Collected data
+===+

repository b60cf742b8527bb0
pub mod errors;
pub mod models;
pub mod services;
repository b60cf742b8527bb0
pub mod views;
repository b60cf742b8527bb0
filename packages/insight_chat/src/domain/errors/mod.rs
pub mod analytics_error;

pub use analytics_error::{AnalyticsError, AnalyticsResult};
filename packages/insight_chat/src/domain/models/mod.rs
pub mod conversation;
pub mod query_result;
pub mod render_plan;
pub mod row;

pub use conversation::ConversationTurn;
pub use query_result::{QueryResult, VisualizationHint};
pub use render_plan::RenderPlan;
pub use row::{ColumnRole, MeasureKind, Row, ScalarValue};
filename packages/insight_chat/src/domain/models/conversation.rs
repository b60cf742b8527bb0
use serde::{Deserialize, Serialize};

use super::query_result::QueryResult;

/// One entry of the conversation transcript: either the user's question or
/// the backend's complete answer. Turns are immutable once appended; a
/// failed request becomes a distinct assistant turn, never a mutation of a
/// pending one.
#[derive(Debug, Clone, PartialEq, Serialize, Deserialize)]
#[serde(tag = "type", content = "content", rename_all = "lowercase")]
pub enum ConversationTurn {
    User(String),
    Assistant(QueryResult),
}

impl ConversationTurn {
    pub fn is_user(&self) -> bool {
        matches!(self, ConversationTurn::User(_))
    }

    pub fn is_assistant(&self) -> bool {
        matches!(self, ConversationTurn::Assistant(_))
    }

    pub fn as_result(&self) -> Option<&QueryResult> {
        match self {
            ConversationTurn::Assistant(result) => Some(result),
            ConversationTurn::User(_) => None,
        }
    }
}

+===+

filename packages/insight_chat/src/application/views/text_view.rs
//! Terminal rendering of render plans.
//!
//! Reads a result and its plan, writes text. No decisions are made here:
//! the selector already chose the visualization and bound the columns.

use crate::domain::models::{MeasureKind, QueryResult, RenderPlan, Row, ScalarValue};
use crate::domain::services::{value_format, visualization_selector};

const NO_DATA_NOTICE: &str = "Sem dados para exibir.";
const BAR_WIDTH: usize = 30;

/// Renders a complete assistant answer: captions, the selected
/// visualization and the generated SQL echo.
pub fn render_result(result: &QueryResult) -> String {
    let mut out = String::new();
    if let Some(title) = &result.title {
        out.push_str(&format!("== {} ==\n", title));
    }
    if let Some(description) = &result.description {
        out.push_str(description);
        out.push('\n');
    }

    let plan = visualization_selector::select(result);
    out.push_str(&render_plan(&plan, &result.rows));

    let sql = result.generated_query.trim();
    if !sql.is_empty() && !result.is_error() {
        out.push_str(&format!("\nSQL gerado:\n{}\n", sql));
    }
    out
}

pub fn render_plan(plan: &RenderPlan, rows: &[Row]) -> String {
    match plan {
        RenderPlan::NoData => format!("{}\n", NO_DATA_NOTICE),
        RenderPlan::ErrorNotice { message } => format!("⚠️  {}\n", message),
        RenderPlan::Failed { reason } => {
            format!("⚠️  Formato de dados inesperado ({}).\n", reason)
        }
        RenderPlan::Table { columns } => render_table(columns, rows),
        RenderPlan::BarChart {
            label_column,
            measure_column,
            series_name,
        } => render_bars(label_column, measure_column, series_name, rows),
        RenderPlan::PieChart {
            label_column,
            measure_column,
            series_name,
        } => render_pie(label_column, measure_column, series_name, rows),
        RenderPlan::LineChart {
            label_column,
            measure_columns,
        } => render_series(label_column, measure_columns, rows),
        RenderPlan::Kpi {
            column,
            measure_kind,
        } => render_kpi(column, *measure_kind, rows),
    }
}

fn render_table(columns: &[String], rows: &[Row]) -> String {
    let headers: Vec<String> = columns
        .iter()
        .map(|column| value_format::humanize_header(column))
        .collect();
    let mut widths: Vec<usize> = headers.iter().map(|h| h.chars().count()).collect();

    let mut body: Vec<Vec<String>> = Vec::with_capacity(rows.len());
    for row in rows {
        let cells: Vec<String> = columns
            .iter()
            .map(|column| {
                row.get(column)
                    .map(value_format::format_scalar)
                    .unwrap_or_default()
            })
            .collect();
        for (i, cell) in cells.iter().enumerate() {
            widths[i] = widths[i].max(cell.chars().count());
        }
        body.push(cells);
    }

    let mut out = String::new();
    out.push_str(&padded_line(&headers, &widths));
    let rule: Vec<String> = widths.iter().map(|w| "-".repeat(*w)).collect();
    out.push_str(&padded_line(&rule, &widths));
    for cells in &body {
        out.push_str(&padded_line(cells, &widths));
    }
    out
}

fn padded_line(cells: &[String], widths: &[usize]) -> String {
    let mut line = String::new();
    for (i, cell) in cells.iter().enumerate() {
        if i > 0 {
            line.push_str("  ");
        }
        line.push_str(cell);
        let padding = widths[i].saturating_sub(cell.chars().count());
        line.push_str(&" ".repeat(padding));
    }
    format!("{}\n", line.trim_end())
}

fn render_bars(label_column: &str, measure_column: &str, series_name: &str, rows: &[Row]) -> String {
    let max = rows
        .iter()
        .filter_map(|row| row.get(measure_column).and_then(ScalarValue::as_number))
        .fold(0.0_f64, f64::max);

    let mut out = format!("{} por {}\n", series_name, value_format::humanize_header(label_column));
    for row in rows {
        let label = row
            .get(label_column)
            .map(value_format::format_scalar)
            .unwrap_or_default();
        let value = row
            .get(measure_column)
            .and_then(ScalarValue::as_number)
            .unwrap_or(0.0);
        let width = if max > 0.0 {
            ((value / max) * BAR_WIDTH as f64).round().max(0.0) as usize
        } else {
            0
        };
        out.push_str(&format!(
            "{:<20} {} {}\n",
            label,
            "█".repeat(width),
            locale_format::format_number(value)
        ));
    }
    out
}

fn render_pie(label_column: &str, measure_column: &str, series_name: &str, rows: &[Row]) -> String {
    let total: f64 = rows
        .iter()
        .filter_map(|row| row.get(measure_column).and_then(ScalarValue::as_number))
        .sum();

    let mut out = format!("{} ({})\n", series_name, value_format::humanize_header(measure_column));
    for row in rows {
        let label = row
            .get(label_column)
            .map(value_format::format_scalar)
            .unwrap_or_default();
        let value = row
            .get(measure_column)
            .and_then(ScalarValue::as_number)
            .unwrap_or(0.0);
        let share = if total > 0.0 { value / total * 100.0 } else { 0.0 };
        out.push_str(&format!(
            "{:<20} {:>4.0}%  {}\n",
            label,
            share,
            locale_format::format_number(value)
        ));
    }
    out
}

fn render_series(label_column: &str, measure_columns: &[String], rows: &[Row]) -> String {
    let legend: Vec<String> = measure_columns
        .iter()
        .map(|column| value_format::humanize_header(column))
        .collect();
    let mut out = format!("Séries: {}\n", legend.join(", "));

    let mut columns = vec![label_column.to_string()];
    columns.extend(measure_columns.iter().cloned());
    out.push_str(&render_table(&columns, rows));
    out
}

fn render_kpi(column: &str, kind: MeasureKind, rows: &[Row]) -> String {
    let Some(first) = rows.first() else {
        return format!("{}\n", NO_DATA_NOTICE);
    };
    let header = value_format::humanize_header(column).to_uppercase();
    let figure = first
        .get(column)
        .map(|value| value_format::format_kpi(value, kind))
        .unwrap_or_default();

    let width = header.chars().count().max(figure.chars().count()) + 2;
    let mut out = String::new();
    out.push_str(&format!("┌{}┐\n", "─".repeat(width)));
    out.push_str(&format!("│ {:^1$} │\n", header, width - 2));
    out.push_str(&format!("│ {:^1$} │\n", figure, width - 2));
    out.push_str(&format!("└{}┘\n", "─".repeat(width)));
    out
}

+===+

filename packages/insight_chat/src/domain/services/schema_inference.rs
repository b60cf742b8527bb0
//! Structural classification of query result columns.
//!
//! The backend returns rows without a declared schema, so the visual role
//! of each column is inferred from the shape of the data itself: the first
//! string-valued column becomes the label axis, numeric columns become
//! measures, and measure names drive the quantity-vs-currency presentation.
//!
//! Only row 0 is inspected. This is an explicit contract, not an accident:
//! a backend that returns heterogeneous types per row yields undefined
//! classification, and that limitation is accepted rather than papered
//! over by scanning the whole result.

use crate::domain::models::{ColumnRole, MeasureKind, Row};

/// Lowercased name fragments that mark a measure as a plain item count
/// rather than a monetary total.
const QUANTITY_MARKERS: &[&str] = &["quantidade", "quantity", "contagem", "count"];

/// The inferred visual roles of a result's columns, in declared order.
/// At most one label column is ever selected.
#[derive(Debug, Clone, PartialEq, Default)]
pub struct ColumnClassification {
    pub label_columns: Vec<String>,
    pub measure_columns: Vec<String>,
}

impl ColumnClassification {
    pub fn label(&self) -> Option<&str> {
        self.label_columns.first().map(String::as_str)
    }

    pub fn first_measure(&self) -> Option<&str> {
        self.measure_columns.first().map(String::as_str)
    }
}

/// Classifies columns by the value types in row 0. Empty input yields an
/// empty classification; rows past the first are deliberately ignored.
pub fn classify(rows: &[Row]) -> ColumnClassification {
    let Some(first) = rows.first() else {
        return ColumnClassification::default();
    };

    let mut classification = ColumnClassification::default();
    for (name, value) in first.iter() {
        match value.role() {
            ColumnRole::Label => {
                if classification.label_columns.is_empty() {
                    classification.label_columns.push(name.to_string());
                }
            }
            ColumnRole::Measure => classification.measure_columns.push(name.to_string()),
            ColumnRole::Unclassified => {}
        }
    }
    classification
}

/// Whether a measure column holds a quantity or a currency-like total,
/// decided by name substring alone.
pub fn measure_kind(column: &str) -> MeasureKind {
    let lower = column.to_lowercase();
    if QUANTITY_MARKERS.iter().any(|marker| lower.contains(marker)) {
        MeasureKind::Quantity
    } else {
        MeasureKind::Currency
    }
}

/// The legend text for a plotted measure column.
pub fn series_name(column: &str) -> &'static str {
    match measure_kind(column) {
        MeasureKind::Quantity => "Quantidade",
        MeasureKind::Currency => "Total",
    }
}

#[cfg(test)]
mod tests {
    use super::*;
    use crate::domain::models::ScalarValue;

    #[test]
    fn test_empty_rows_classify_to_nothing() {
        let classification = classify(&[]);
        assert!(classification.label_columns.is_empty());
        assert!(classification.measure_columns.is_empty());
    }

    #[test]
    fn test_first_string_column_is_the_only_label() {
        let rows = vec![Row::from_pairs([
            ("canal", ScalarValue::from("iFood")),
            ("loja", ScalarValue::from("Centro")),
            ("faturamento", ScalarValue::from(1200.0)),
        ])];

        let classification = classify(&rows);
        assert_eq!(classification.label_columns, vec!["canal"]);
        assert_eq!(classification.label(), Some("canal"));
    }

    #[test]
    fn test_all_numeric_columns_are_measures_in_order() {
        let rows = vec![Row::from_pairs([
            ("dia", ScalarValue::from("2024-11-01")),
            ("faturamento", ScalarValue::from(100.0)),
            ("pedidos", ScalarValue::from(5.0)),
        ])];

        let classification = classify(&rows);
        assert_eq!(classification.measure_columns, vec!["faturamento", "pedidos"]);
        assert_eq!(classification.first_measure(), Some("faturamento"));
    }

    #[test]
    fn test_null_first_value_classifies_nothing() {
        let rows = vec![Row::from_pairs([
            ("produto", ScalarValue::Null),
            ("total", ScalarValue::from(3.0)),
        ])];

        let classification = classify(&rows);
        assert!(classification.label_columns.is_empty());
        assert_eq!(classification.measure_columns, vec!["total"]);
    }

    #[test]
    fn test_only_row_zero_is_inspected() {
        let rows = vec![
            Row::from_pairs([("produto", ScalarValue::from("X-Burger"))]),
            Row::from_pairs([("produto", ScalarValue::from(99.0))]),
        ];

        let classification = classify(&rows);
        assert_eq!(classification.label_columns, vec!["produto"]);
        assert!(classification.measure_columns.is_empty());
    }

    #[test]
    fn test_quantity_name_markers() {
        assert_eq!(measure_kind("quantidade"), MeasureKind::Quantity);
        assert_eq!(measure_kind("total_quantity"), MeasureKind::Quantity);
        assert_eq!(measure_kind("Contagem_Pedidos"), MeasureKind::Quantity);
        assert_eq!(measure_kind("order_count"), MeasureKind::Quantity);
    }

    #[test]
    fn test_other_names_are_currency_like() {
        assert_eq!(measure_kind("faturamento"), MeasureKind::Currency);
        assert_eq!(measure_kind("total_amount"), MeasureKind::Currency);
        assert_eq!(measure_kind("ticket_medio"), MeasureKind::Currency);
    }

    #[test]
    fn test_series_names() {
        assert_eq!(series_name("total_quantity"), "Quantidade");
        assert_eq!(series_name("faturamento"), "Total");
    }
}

+===+

*Work required*: Begin at the line above that has "filename packages/insight_chat/src/domain/errors/mod.rs" and stop after the line that has "filename packages/insight_chat/src/domain/models/conversation.rs", copying each line exactly and adding nothing else.

*Task output*:
filename packages/insight_chat/src/domain/errors/mod.rs
pub mod analytics_error;

pub use analytics_error::{AnalyticsError, AnalyticsResult};
filename packages/insight_chat/src/domain/models/mod.rs
pub mod conversation;
pub mod query_result;
pub mod render_plan;
pub mod row;

pub use conversation::ConversationTurn;
pub use query_result::{QueryResult, VisualizationHint};
pub use render_plan::RenderPlan;
pub use row::{ColumnRole, MeasureKind, Row, ScalarValue};
filename packages/insight_chat/src/domain/models/conversation.rs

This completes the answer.